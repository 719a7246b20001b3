//! Field selection form and data export

use super::{
	ExportState, RelatedFieldsView, content_type_param, record_ids, require_staff, selection_query,
	to_map,
};
use crate::templates::{EXPORT_TEMPLATE, render_template};
use crate::{Handler, Request, Response, Session};
use admin_export_core::{
	AdminError, AdminResult, ExportBuilder, ExportFormat, FieldInfo, FieldSelectionContext,
	ModelMeta, PERMISSION_DENIED, RecordSet, RelationPath, ResolvedModel,
};
use async_trait::async_trait;
use hyper::Method;
use percent_encoding::{AsciiSet, CONTROLS, utf8_percent_encode};
use serde_json::json;
use std::sync::Arc;

/// Form value marking a field as selected
const SELECTED: &str = "on";
const FORMAT_FIELD: &str = "__format";

/// Header carrying a non-fatal converter message, percent-encoded as UTF-8
pub const EXPORT_MESSAGE_HEADER: &str = "X-Export-Message";

/// Everything GET and POST derive from the query string
struct ExportContext {
	resolved: ResolvedModel,
	records: RecordSet,
	selection: FieldSelectionContext,
	/// Relation path from the query, before following `field`
	path: RelationPath,
	/// Model at the end of `path`
	model: Arc<ModelMeta>,
	/// `ct` plus the id source, for links back into this view
	selection_query: String,
}

/// Characters escaped in message headers, besides all non-ASCII bytes
const HEADER_ESCAPE: &AsciiSet = &CONTROLS.add(b'%');

/// Percent-encode a converter message so it always forms a header value
///
/// Printable ASCII passes through unchanged.
///
/// ```
/// use admin_export_http::encode_export_message;
///
/// assert_eq!(encode_export_message("Unknown field nickname."), "Unknown field nickname.");
/// assert_eq!(encode_export_message("Unknown field pr\u{e9}nom."), "Unknown field pr%C3%A9nom.");
/// ```
pub fn encode_export_message(message: &str) -> String {
	utf8_percent_encode(message, HEADER_ESCAPE).to_string()
}

/// Export view
///
/// GET renders the selection form, POST exports the selected fields.
pub struct ExportView {
	state: Arc<ExportState>,
	related: RelatedFieldsView,
}

impl ExportView {
	pub fn new(state: Arc<ExportState>) -> Self {
		Self {
			related: RelatedFieldsView::new(state.clone()),
			state,
		}
	}

	/// Resolve model, record set and field selection from the query
	///
	/// The id source is checked before the record store is queried.
	async fn context(&self, request: &Request, session: &Session) -> AdminResult<ExportContext> {
		let ct = content_type_param(request, "ct")?;
		self.state.site.apps().resolve_content_type(ct)?;
		let ids = record_ids(request, session)?;
		let resolved = self.state.site.resolve(ct)?;

		tracing::debug!(
			model = %resolved.meta().natural_key(),
			ids = ids.len(),
			"Resolving export record set"
		);
		let records = resolved
			.admin
			.get_queryset(self.state.store.as_ref(), &ids)
			.await?;

		let path = RelationPath::parse(request.query("path").unwrap_or(""));
		let model = self.state.site.apps().model_at(resolved.meta(), &path)?;
		let selection = self.state.introspector.get_fields(
			&model,
			request.query("field").unwrap_or(""),
			&path,
			request.query("path_verbose").unwrap_or(""),
		)?;

		Ok(ExportContext {
			records: RecordSet::new(resolved.content_type.clone(), records),
			selection_query: selection_query(request, ct)?,
			resolved,
			selection,
			path,
			model,
		})
	}

	/// Relations offered for drilling further from the current selection
	fn related_fields(&self, request: &Request, ctx: &ExportContext) -> AdminResult<Vec<FieldInfo>> {
		match request.query_non_empty("field") {
			Some(field) => Ok(self
				.state
				.introspector
				.get_related_fields(&ctx.model, field, &ctx.path)?
				.related_fields),
			None => Ok(self.state.introspector.relation_fields(&ctx.model)),
		}
	}

	async fn get(&self, request: Request) -> AdminResult<Response> {
		let session = self.state.session(&request).await?;
		require_staff(&session.user())?;

		let ctx = self.context(&request, &session).await?;
		let meta = ctx.resolved.meta();
		let pks: Vec<String> = ctx
			.records
			.records
			.iter()
			.filter_map(|record| record.pk(&meta.pk_field))
			.collect();

		let mut data = to_map(json!({
			"opts": {
				"app_label": meta.app_label,
				"model_name": meta.model_name,
				"verbose_name": meta.verbose_name(),
			},
			"count": ctx.records.len(),
			"queryset": pks,
			"model_ct": ctx.resolved.id(),
			"related_fields": self.related_fields(&request, &ctx)?,
			"selection_query": ctx.selection_query,
			"url_prefix": self.state.config.url_prefix,
		}))?;
		data.extend(to_map(&ctx.selection)?);

		let context = tera::Context::from_value(data.into())?;
		render_template(EXPORT_TEMPLATE, &context)
	}

	async fn post(&self, request: Request) -> AdminResult<Response> {
		let session = self.state.session(&request).await?;
		let user = session.user();
		require_staff(&user)?;

		let ctx = self.context(&request, &session).await?;
		if !ctx.resolved.admin.has_view_permission(&user).await {
			return Err(AdminError::PermissionDenied(PERMISSION_DENIED.to_string()));
		}
		let pairs = request.form_pairs()?;

		let mut fields: Vec<String> = Vec::new();
		for (name, value) in &pairs {
			if value == SELECTED && name != FORMAT_FIELD && !fields.contains(name) {
				fields.push(name.clone());
			}
		}
		let format = ExportFormat::from_param(
			pairs
				.iter()
				.rev()
				.find(|(name, _)| name == FORMAT_FIELD)
				.map(|(_, value)| value.as_str()),
		);

		let outcome = self
			.state
			.converter
			.report_to_list(&ctx.records, &fields, &user)
			.await?;

		if let Some(message) = &outcome.message {
			if outcome.rows.is_empty() && !ctx.records.is_empty() {
				return Err(AdminError::PermissionDenied(message.clone()));
			}
			tracing::warn!(user = %user.username, message = %message, "Export completed with warnings");
		}

		let meta = ctx.resolved.meta();
		let result = ExportBuilder::new(&meta.model_name, format)
			.title(meta.verbose_name())
			.header(fields)
			.rows(outcome.rows)
			.build()?;

		tracing::info!(
			user = %user.username,
			model = %meta.natural_key(),
			format = format.extension(),
			rows = result.row_count,
			"Export completed"
		);

		let response = Response::export(result, format.is_attachment());
		match &outcome.message {
			Some(message) => {
				response.try_header(EXPORT_MESSAGE_HEADER, &encode_export_message(message))
			}
			None => Ok(response),
		}
	}
}

#[async_trait]
impl Handler for ExportView {
	async fn handle(&self, request: Request) -> AdminResult<Response> {
		match request.method {
			Method::GET if request.query_non_empty("related").is_some() => {
				self.related.handle(request).await
			}
			Method::GET => self.get(request).await,
			Method::POST => self.post(request).await,
			_ => Ok(Response::method_not_allowed().with_header("allow", "GET, POST")),
		}
	}
}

------

## [Work instruction]
Output each record precisely as written.

## [Response to the exercise]
repository 719a7246b20001b3
//! Field selection form and data export

use super::{
	ExportState, RelatedFieldsView, content_type_param, record_ids, require_staff, selection_query,
	to_map,
};
use crate::templates::{EXPORT_TEMPLATE, render_template};
use crate::{Handler, Request, Response, Session};
use admin_export_core::{
	AdminError, AdminResult, ExportBuilder, ExportFormat, FieldInfo, FieldSelectionContext,
	ModelMeta, PERMISSION_DENIED, RecordSet, RelationPath, ResolvedModel,
};
use async_trait::async_trait;
use hyper::Method;
use percent_encoding::{AsciiSet, CONTROLS, utf8_percent_encode};
use serde_json::json;
use std::sync::Arc;

/// Form value marking a field as selected
const SELECTED: &str = "on";
const FORMAT_FIELD: &str = "__format";

/// Header carrying a non-fatal converter message, percent-encoded as UTF-8
pub const EXPORT_MESSAGE_HEADER: &str = "X-Export-Message";

/// Everything GET and POST derive from the query string
struct ExportContext {
	resolved: ResolvedModel,
	records: RecordSet,
	selection: FieldSelectionContext,
	/// Relation path from the query, before following `field`
	path: RelationPath,
	/// Model at the end of `path`
	model: Arc<ModelMeta>,
	/// `ct` plus the id source, for links back into this view
	selection_query: String,
}

/// Characters escaped in message headers, besides all non-ASCII bytes
const HEADER_ESCAPE: &AsciiSet = &CONTROLS.add(b'%');

/// Percent-encode a converter message so it always forms a header value
///
/// Printable ASCII passes through unchanged.
///
/// ```
/// use admin_export_http::encode_export_message;
///
/// assert_eq!(encode_export_message("Unknown field nickname."), "Unknown field nickname.");
/// assert_eq!(encode_export_message("Unknown field pr\u{e9}nom."), "Unknown field pr%C3%A9nom.");
/// ```
pub fn encode_export_message(message: &str) -> String {
	utf8_percent_encode(message, HEADER_ESCAPE).to_string()
}

/// Export view
///
/// GET renders the selection form, POST exports the selected fields.
pub struct ExportView {
	state: Arc<ExportState>,
	related: RelatedFieldsView,
}

impl ExportView {
	pub fn new(state: Arc<ExportState>) -> Self {
		Self {
			related: RelatedFieldsView::new(state.clone()),
			state,
		}
	}

	/// Resolve model, record set and field selection from the query
	///
	/// The id source is checked before the record store is queried.
	async fn context(&self, request: &Request, session: &Session) -> AdminResult<ExportContext> {
		let ct = content_type_param(request, "ct")?;
		self.state.site.apps().resolve_content_type(ct)?;
		let ids = record_ids(request, session)?;
		let resolved = self.state.site.resolve(ct)?;

		tracing::debug!(
			model = %resolved.meta().natural_key(),
			ids = ids.len(),
			"Resolving export record set"
		);
		let records = resolved
			.admin
			.get_queryset(self.state.store.as_ref(), &ids)
			.await?;

		let path = RelationPath::parse(request.query("path").unwrap_or(""));
		let model = self.state.site.apps().model_at(resolved.meta(), &path)?;
		let selection = self.state.introspector.get_fields(
			&model,
			request.query("field").unwrap_or(""),
			&path,
			request.query("path_verbose").unwrap_or(""),
		)?;

		Ok(ExportContext {
			records: RecordSet::new(resolved.content_type.clone(), records),
			selection_query: selection_query(request, ct)?,
			resolved,
			selection,
			path,
			model,
		})
	}

	/// Relations offered for drilling further from the current selection
	fn related_fields(&self, request: &Request, ctx: &ExportContext) -> AdminResult<Vec<FieldInfo>> {
		match request.query_non_empty("field") {
			Some(field) => Ok(self
				.state
				.introspector
				.get_related_fields(&ctx.model, field, &ctx.path)?
				.related_fields),
			None => Ok(self.state.introspector.relation_fields(&ctx.model)),
		}
	}

	async fn get(&self, request: Request) -> AdminResult<Response> {
		let session = self.state.session(&request).await?;
		require_staff(&session.user())?;

		let ctx = self.context(&request, &session).await?;
		let meta = ctx.resolved.meta();
		let pks: Vec<String> = ctx
			.records
			.records
			.iter()
			.filter_map(|record| record.pk(&meta.pk_field))
			.collect();

		let mut data = to_map(json!({
			"opts": {
				"app_label": meta.app_label,
				"model_name": meta.model_name,
				"verbose_name": meta.verbose_name(),
			},
			"count": ctx.records.len(),
			"queryset": pks,
			"model_ct": ctx.resolved.id(),
			"related_fields": self.related_fields(&request, &ctx)?,
			"selection_query": ctx.selection_query,
			"url_prefix": self.state.config.url_prefix,
		}))?;
		data.extend(to_map(&ctx.selection)?);

		let context = tera::Context::from_value(data.into())?;
		render_template(EXPORT_TEMPLATE, &context)
	}

	async fn post(&self, request: Request) -> AdminResult<Response> {
		let session = self.state.session(&request).await?;
		let user = session.user();
		require_staff(&user)?;

		let ctx = self.context(&request, &session).await?;
		if !ctx.resolved.admin.has_view_permission(&user).await {
			return Err(AdminError::PermissionDenied(PERMISSION_DENIED.to_string()));
		}
		let pairs = request.form_pairs()?;

		let mut fields: Vec<String> = Vec::new();
		for (name, value) in &pairs {
			if value == SELECTED && name != FORMAT_FIELD && !fields.contains(name) {
				fields.push(name.clone());
			}
		}
		let format = ExportFormat::from_param(
			pairs
				.iter()
				.rev()
				.find(|(name, _)| name == FORMAT_FIELD)
				.map(|(_, value)| value.as_str()),
		);

		let outcome = self
			.state
			.converter
			.report_to_list(&ctx.records, &fields, &user)
			.await?;

		if let Some(message) = &outcome.message {
			if outcome.rows.is_empty() && !ctx.records.is_empty() {
				return Err(AdminError::PermissionDenied(message.clone()));
			}
			tracing::warn!(user = %user.username, message = %message, "Export completed with warnings");
		}

		let meta = ctx.resolved.meta();
		let result = ExportBuilder::new(&meta.model_name, format)
			.title(meta.verbose_name())
			.header(fields)
			.rows(outcome.rows)
			.build()?;

		tracing::info!(
			user = %user.username,
			model = %meta.natural_key(),
			format = format.extension(),
			rows = result.row_count,
			"Export completed"
		);

		let response = Response::export(result, format.is_attachment());
		match &outcome.message {
			Some(message) => {
				response.try_header(EXPORT_MESSAGE_HEADER, &encode_export_message(message))
			}
			None => Ok(response),
		}
	}
}

#[async_trait]
impl Handler for ExportView {
	async fn handle(&self, request: Request) -> AdminResult<Response> {
		match request.method {
			Method::GET if request.query_non_empty("related").is_some() => {
				self.related.handle(request).await
			}
			Method::GET => self.get(request).await,
			Method::POST => self.post(request).await,
			_ => Ok(Response::method_not_allowed().with_header("allow", "GET, POST")),
		}
	}
}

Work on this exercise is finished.